» **THE PROBLEM**: For each line below that includes the string "every", show the whole line.

» **MATERIAL PROVIDED**:
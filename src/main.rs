use std::path::{Path, PathBuf};
use std::sync::Arc;
use std::time::Duration;

use anyhow::{Context, Result};
use async_trait::async_trait;
use clap::{Parser, Subcommand};
use tracing_subscriber::{layer::SubscriberExt, util::SubscriberInitExt};

use ouroboros_doccache::{
    CacheConfig, CacheError, CommandProvider, DeclaredLibrary, DocCache, DocumentationProvider,
    FetchOutcome, LoadOptions, PreloadSummary, ProviderDocument, SqliteDurableTier,
    StaticManifest,
};

#[derive(Parser)]
#[command(name = "doccache")]
#[command(about = "Proactive documentation cache for coding agents", long_about = None)]
struct Cli {
    /// SQLite database file (default: DOCCACHE_DB or the user data directory)
    #[arg(long)]
    db: Option<PathBuf>,

    /// Provider command, called as `<provider> <args..> <library> <version> <query>`
    #[arg(long)]
    provider: Option<PathBuf>,

    /// Extra argument passed to the provider command before the lookup arguments
    #[arg(long = "provider-arg")]
    provider_args: Vec<String>,

    /// Use relaxed timeouts suited to batch runs
    #[arg(long)]
    batch: bool,

    #[command(subcommand)]
    command: Commands,
}

#[derive(Subcommand)]
enum Commands {
    /// Create the cache database
    Init,

    /// Look up documentation through the cache
    Query {
        /// Library id (e.g. "react")
        library: String,

        /// Question text
        text: String,

        /// Library version (only the major component is used)
        #[arg(short, long)]
        version: Option<String>,

        /// Project the query belongs to
        #[arg(short, long, default_value = ".")]
        project: PathBuf,
    },

    /// Preload the most likely libraries of a project
    Preload {
        /// Project directory
        #[arg(default_value = ".")]
        project: PathBuf,

        /// Declared library, `name` or `name@version` (repeatable)
        #[arg(short, long = "manifest")]
        manifest: Vec<String>,

        /// Maximum number of libraries to preload
        #[arg(short = 'n', long)]
        max: Option<usize>,

        /// Budget for the whole batch in milliseconds
        #[arg(short, long)]
        timeout_ms: Option<u64>,
    },

    /// Load documentation for named libraries (`react@18 tokio`)
    Load {
        libraries: Vec<String>,

        /// Question to preload instead of the default
        #[arg(short, long)]
        query: Option<String>,

        /// Fetch even if already cached
        #[arg(long)]
        force: bool,
    },

    /// Remove an entry from both tiers
    Invalidate {
        /// Fingerprint (e.g. "react-18:hooks")
        fingerprint: String,
    },

    /// Show entry counters, or cache totals when no fingerprint is given
    Stats {
        fingerprint: Option<String>,

        /// Print the query log of the entry
        #[arg(long)]
        log: bool,
    },

    /// Refresh stale, recently read entries once
    Refresh,

    /// Rank preload candidates for a project
    Rank {
        #[arg(default_value = ".")]
        project: PathBuf,

        /// Declared library, `name` or `name@version` (repeatable)
        #[arg(short, long = "manifest")]
        manifest: Vec<String>,

        #[arg(short = 'n', long, default_value = "5")]
        top: usize,
    },
}

/// Stand-in when no provider command is configured; every fetch fails
struct NoProvider;

#[async_trait]
impl DocumentationProvider for NoProvider {
    async fn fetch(
        &self,
        _library_id: &str,
        _version: &str,
        _intent_query: &str,
    ) -> ouroboros_doccache::Result<ProviderDocument> {
        Err(CacheError::ProviderFailure(
            "no provider configured (use --provider or DOCCACHE_PROVIDER)".to_string(),
        ))
    }
}

#[tokio::main]
async fn main() -> Result<()> {
    // Initialize logging
    tracing_subscriber::registry()
        .with(tracing_subscriber::EnvFilter::new(
            std::env::var("RUST_LOG")
                .unwrap_or_else(|_| "ouroboros_doccache=info,doccache=info".into()),
        ))
        .with(tracing_subscriber::fmt::layer())
        .init();

    let cli = Cli::parse();
    let db_path = resolve_db_path(&cli)?;

    if let Commands::Init = cli.command {
        let durable = SqliteDurableTier::open(&db_path).await?;
        durable.health_check().await?;
        durable.close().await;
        println!("Cache database initialized at {}", db_path.display());
        return Ok(());
    }

    let config = if cli.batch {
        CacheConfig::batch()
    } else {
        CacheConfig::from_env()?
    };
    let manifest = match &cli.command {
        Commands::Preload {
            project, manifest, ..
        } => StaticManifest::new()
            .with_project(project_key(project), StaticManifest::parse_specs(manifest.as_slice())),
        _ => StaticManifest::new(),
    };

    let cache = DocCache::open(&db_path, config, provider_from(&cli), Arc::new(manifest))
        .await
        .with_context(|| format!("opening cache at {}", db_path.display()))?;

    match &cli.command {
        Commands::Init => {}

        Commands::Query {
            library,
            text,
            version,
            project,
        } => {
            let response = cache
                .query(&project_key(project), library, version.as_deref(), text)
                .await?;

            match &response.outcome {
                FetchOutcome::Cached { tier, .. } => {
                    eprintln!("{} (cache hit, {} tier, {:?})", response.fingerprint, tier, response.elapsed)
                }
                FetchOutcome::Fetched { stored, .. } => eprintln!(
                    "{} (fetched live{}, {:?})",
                    response.fingerprint,
                    if *stored { "" } else { ", not cached" },
                    response.elapsed
                ),
                FetchOutcome::Unavailable { reason } => {
                    eprintln!("{}: not found ({})", response.fingerprint, reason)
                }
            }
            if let Some(content) = response.content() {
                println!("{}", content);
            }
        }

        Commands::Preload {
            project,
            max,
            timeout_ms,
            ..
        } => {
            let config = cache.config();
            let summary = cache
                .preload(
                    &project_key(project),
                    max.unwrap_or(config.preload_candidates),
                    timeout_ms
                        .map(Duration::from_millis)
                        .unwrap_or(config.preload_budget),
                )
                .await?;
            print_summary(&summary);
        }

        Commands::Load {
            libraries,
            query,
            force,
        } => {
            let summary = cache
                .load(
                    libraries.as_slice(),
                    LoadOptions {
                        query: query.clone(),
                        timeout: None,
                        force: *force,
                    },
                )
                .await?;
            print_summary(&summary);
        }

        Commands::Invalidate { fingerprint } => {
            if cache.invalidate(fingerprint).await? {
                println!("Invalidated {}", fingerprint);
            } else {
                anyhow::bail!("durable tier unreachable; {} not invalidated", fingerprint);
            }
        }

        Commands::Stats { fingerprint, log } => match fingerprint {
            Some(fingerprint) => {
                match cache.stats(fingerprint).await? {
                    Some(stats) => {
                        println!("Fingerprint:   {}", fingerprint);
                        println!("Query count:   {}", stats.query_count);
                        println!("Created:       {}", stats.created_at.format("%Y-%m-%d %H:%M:%S"));
                        println!("Last accessed: {}", stats.last_accessed_at.format("%Y-%m-%d %H:%M:%S"));
                    }
                    None => println!("{} is not cached", fingerprint),
                }
                if *log {
                    for row in cache.manager().query_log(fingerprint).await? {
                        println!(
                            "  {}  {:<4} {:>5}ms  {}",
                            row.created_at.format("%Y-%m-%d %H:%M:%S"),
                            if row.cache_hit { "hit" } else { "miss" },
                            row.response_time_ms,
                            row.original_query.as_deref().unwrap_or("-")
                        );
                    }
                }
            }
            None => {
                let summary = cache.summary().await?;
                println!("Cache Statistics");
                println!("{}", "=".repeat(40));
                println!("Entries:         {}", summary.entries);
                println!("Queries logged:  {}", summary.logged_queries);
                println!("Hits logged:     {}", summary.logged_hits);
                println!("Hit rate:        {:.1}%", summary.hit_rate());
            }
        },

        Commands::Refresh => {
            let refreshed = cache.refresh_now().await?;
            println!("Refreshed {} entries", refreshed);
        }

        Commands::Rank {
            project,
            manifest,
            top,
        } => {
            let declared: Vec<DeclaredLibrary> = StaticManifest::parse_specs(manifest.as_slice());
            let ranked = cache.rank(&project_key(project), &declared, *top).await?;
            if ranked.is_empty() {
                println!("No candidates for {}", project.display());
            }
            for (i, library) in ranked.iter().enumerate() {
                println!("{:>2}. {}", i + 1, library);
            }
        }
    }

    cache.shutdown().await;
    Ok(())
}

fn resolve_db_path(cli: &Cli) -> Result<PathBuf> {
    if let Some(ref db) = cli.db {
        return Ok(db.clone());
    }
    if let Ok(db) = std::env::var("DOCCACHE_DB") {
        return Ok(PathBuf::from(db));
    }
    let data_dir = dirs::data_dir().context("no user data directory; pass --db")?;
    Ok(data_dir.join("doccache").join("cache.db"))
}

fn provider_from(cli: &Cli) -> Arc<dyn DocumentationProvider> {
    let program = cli
        .provider
        .clone()
        .or_else(|| std::env::var("DOCCACHE_PROVIDER").ok().map(PathBuf::from));

    match program {
        Some(program) => {
            Arc::new(CommandProvider::new(program).with_args(cli.provider_args.clone()))
        }
        None => Arc::new(NoProvider),
    }
}

/// Projects are keyed by canonical path so `.` and the absolute path agree
fn project_key(project: &Path) -> String {
    std::fs::canonicalize(project)
        .unwrap_or_else(|_| project.to_path_buf())
        .display()
        .to_string()
}

fn print_summary(summary: &PreloadSummary) {
    for result in &summary.results {
        println!(
            "  {:<24} {:<32} {:?}",
            result.library_id,
            result.fingerprint.as_deref().unwrap_or("-"),
            result.outcome
        );
    }
    println!("{}", summary);
}
//! Scripted doubles shared by the integration tests

#![allow(dead_code)]

use async_trait::async_trait;
use chrono::{DateTime, Utc};
use ouroboros_doccache::{
    CacheConfig, CacheEntry, CacheError, CacheManager, DocumentationProvider, DurableSummary,
    DurableTier, FastTier, MemoryFastTier, NewEntry, ProjectLibraryUsage, ProviderDocument,
    QueryLogEntry, Result, SqliteDurableTier, TierKind, UsageStore,
};
use std::collections::HashSet;
use std::sync::atomic::{AtomicUsize, Ordering};
use std::sync::Arc;
use std::time::Duration;

/// Provider that counts calls and can be slowed down or broken per library
#[derive(Default)]
pub struct CountingProvider {
    calls: AtomicUsize,
    delay: Duration,
    slow_libraries: HashSet<String>,
    failing_libraries: HashSet<String>,
    fail_all: bool,
}

impl CountingProvider {
    pub fn new() -> Self {
        Self::default()
    }

    pub fn with_delay(mut self, delay: Duration) -> Self {
        self.delay = delay;
        self
    }

    /// Only these libraries wait for the delay
    pub fn slow_for(mut self, library: &str) -> Self {
        self.slow_libraries.insert(library.to_string());
        self
    }

    pub fn failing_for(mut self, library: &str) -> Self {
        self.failing_libraries.insert(library.to_string());
        self
    }

    pub fn always_failing(mut self) -> Self {
        self.fail_all = true;
        self
    }

    pub fn calls(&self) -> usize {
        self.calls.load(Ordering::SeqCst)
    }
}

#[async_trait]
impl DocumentationProvider for CountingProvider {
    async fn fetch(&self, library_id: &str, version: &str, query: &str) -> Result<ProviderDocument> {
        self.calls.fetch_add(1, Ordering::SeqCst);

        if self.slow_libraries.is_empty() || self.slow_libraries.contains(library_id) {
            tokio::time::sleep(self.delay).await;
        }
        if self.fail_all || self.failing_libraries.contains(library_id) {
            return Err(CacheError::ProviderFailure(format!(
                "no docs for {}",
                library_id
            )));
        }

        Ok(ProviderDocument::new(format!(
            "{}@{} docs for {:?}",
            library_id, version, query
        )))
    }
}

/// Fast tier whose every call fails immediately
pub struct DownFastTier;

#[async_trait]
impl FastTier for DownFastTier {
    async fn get(&self, _key: &str) -> Result<Option<String>> {
        Err(CacheError::unavailable(TierKind::Fast, "connection refused"))
    }

    async fn set_ex(&self, _key: &str, _value: String, _ttl: Duration) -> Result<()> {
        Err(CacheError::unavailable(TierKind::Fast, "connection refused"))
    }

    async fn del(&self, _key: &str) -> Result<()> {
        Err(CacheError::unavailable(TierKind::Fast, "connection refused"))
    }
}

/// Fast tier whose every call hangs
pub struct HangingFastTier;

#[async_trait]
impl FastTier for HangingFastTier {
    async fn get(&self, _key: &str) -> Result<Option<String>> {
        std::future::pending().await
    }

    async fn set_ex(&self, _key: &str, _value: String, _ttl: Duration) -> Result<()> {
        std::future::pending().await
    }

    async fn del(&self, _key: &str) -> Result<()> {
        std::future::pending().await
    }
}

/// Durable tier whose every call fails immediately
pub struct DownDurableTier;

fn durable_down<T>() -> Result<T> {
    Err(CacheError::unavailable(TierKind::Durable, "database is locked"))
}

#[async_trait]
impl DurableTier for DownDurableTier {
    async fn fetch_entry(&self, _fingerprint: &str) -> Result<Option<CacheEntry>> {
        durable_down()
    }

    async fn upsert_entry(&self, _entry: &NewEntry, _now: DateTime<Utc>) -> Result<()> {
        durable_down()
    }

    async fn delete_entry(&self, _fingerprint: &str) -> Result<bool> {
        durable_down()
    }

    async fn record_hit(&self, _fingerprint: &str, _at: DateTime<Utc>) -> Result<()> {
        durable_down()
    }

    async fn stale_candidates(
        &self,
        _fetched_before: DateTime<Utc>,
        _accessed_after: DateTime<Utc>,
        _limit: usize,
    ) -> Result<Vec<CacheEntry>> {
        durable_down()
    }

    async fn append_query_log(&self, _entry: &QueryLogEntry) -> Result<()> {
        durable_down()
    }

    async fn query_log_for(&self, _fingerprint: &str) -> Result<Vec<QueryLogEntry>> {
        durable_down()
    }

    async fn summary(&self) -> Result<DurableSummary> {
        durable_down()
    }
}

/// Usage store whose every call hangs
pub struct HangingUsageStore;

#[async_trait]
impl UsageStore for HangingUsageStore {
    async fn upsert_usage(
        &self,
        _project_path: &str,
        _library_id: &str,
        _major_version: Option<&str>,
        _at: DateTime<Utc>,
    ) -> Result<()> {
        std::future::pending().await
    }

    async fn mark_declared(
        &self,
        _project_path: &str,
        _library_id: &str,
        _major_version: Option<&str>,
    ) -> Result<()> {
        std::future::pending().await
    }

    async fn project_usage(&self, _project_path: &str) -> Result<Vec<ProjectLibraryUsage>> {
        std::future::pending().await
    }
}

/// SQLite durable tier whose hit counter and query log writes are slow
pub struct SlowBookkeepingTier {
    pub inner: Arc<SqliteDurableTier>,
    pub delay: Duration,
}

#[async_trait]
impl DurableTier for SlowBookkeepingTier {
    async fn fetch_entry(&self, fingerprint: &str) -> Result<Option<CacheEntry>> {
        self.inner.fetch_entry(fingerprint).await
    }

    async fn upsert_entry(&self, entry: &NewEntry, now: DateTime<Utc>) -> Result<()> {
        self.inner.upsert_entry(entry, now).await
    }

    async fn delete_entry(&self, fingerprint: &str) -> Result<bool> {
        self.inner.delete_entry(fingerprint).await
    }

    async fn record_hit(&self, fingerprint: &str, at: DateTime<Utc>) -> Result<()> {
        tokio::time::sleep(self.delay).await;
        self.inner.record_hit(fingerprint, at).await
    }

    async fn stale_candidates(
        &self,
        fetched_before: DateTime<Utc>,
        accessed_after: DateTime<Utc>,
        limit: usize,
    ) -> Result<Vec<CacheEntry>> {
        self.inner
            .stale_candidates(fetched_before, accessed_after, limit)
            .await
    }

    async fn append_query_log(&self, entry: &QueryLogEntry) -> Result<()> {
        tokio::time::sleep(self.delay).await;
        self.inner.append_query_log(entry).await
    }

    async fn query_log_for(&self, fingerprint: &str) -> Result<Vec<QueryLogEntry>> {
        self.inner.query_log_for(fingerprint).await
    }

    async fn summary(&self) -> Result<DurableSummary> {
        self.inner.summary().await
    }
}

pub fn test_config() -> CacheConfig {
    CacheConfig::builder()
        .fast_tier_timeout(Duration::from_millis(50))
        .durable_tier_timeout(Duration::from_millis(500))
        .staleness_threshold(Duration::from_secs(3600))
        .refresh_backoff_base(Duration::from_millis(1))
        .refresh_max_retries(1)
        .build()
}

pub fn new_entry(fingerprint: &str, content: &str) -> NewEntry {
    let (head, intent) = fingerprint.rsplit_once(':').unwrap();
    let (library, major) = head.rsplit_once('-').unwrap();
    NewEntry {
        fingerprint: fingerprint.to_string(),
        library_id: library.to_string(),
        library_major_version: major.to_string(),
        intent_label: intent.to_string(),
        content: content.to_string(),
        citations: None,
    }
}

/// Manager over a memory fast tier and an in-memory SQLite durable tier
pub async fn memory_manager(config: CacheConfig) -> (Arc<CacheManager>, Arc<SqliteDurableTier>) {
    let durable = Arc::new(SqliteDurableTier::in_memory().await.unwrap());
    let manager = Arc::new(CacheManager::new(
        config,
        Arc::new(MemoryFastTier::default()),
        durable.clone(),
    ));
    (manager, durable)
}
//! Manifest collaborator interface
//!
//! Parsing manifest files is left to the host; the cache only consumes the
//! resulting list of declared libraries.

use crate::error::Result;
use crate::types::DeclaredLibrary;
use async_trait::async_trait;
use std::collections::HashMap;

#[async_trait]
pub trait ManifestSource: Send + Sync {
    async fn list_declared_libraries(&self, project_path: &str) -> Result<Vec<DeclaredLibrary>>;
}

/// Fixed declarations per project
#[derive(Debug, Clone, Default)]
pub struct StaticManifest {
    projects: HashMap<String, Vec<DeclaredLibrary>>,
}

impl StaticManifest {
    pub fn new() -> Self {
        Self::default()
    }

    pub fn with_project(
        mut self,
        project_path: impl Into<String>,
        libraries: Vec<DeclaredLibrary>,
    ) -> Self {
        self.projects.insert(project_path.into(), libraries);
        self
    }

    /// Parse `name@version` specs (`react@18`, `tokio`)
    pub fn parse_specs<S: AsRef<str>>(specs: &[S]) -> Vec<DeclaredLibrary> {
        specs
            .iter()
            .map(|spec| {
                let spec = spec.as_ref().trim();
                match spec.rsplit_once('@') {
                    Some((name, version)) if !name.is_empty() => {
                        DeclaredLibrary::new(name, Some(version))
                    }
                    _ => DeclaredLibrary::new(spec, None),
                }
            })
            .filter(|lib| !lib.library_id.is_empty())
            .collect()
    }
}

#[async_trait]
impl ManifestSource for StaticManifest {
    async fn list_declared_libraries(&self, project_path: &str) -> Result<Vec<DeclaredLibrary>> {
        Ok(self.projects.get(project_path).cloned().unwrap_or_default())
    }
}

#[cfg(test)]
mod tests {
    use super::*;

    #[test]
    fn test_parse_specs() {
        let libs = StaticManifest::parse_specs(&["react@18", "tokio", "@types/node@20", ""]);
        assert_eq!(
            libs,
            vec![
                DeclaredLibrary::new("react", Some("18")),
                DeclaredLibrary::new("tokio", None),
                DeclaredLibrary::new("@types/node", Some("20")),
            ]
        );
    }

    #[tokio::test]
    async fn test_static_manifest_lookup() {
        let manifest = StaticManifest::new().with_project(
            "/work/app",
            vec![DeclaredLibrary::new("rails", Some("7"))],
        );

        let declared = manifest.list_declared_libraries("/work/app").await.unwrap();
        assert_eq!(declared.len(), 1);
        assert!(manifest
            .list_declared_libraries("/elsewhere")
            .await
            .unwrap()
            .is_empty());
    }
}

» **ANSWER TO THIS EXERCISE**:
/// Stand-in when no provider command is configured; every fetch fails
/// Fast tier whose every call fails immediately
/// Fast tier whose every call hangs
/// Durable tier whose every call fails immediately
/// Usage store whose every call hangs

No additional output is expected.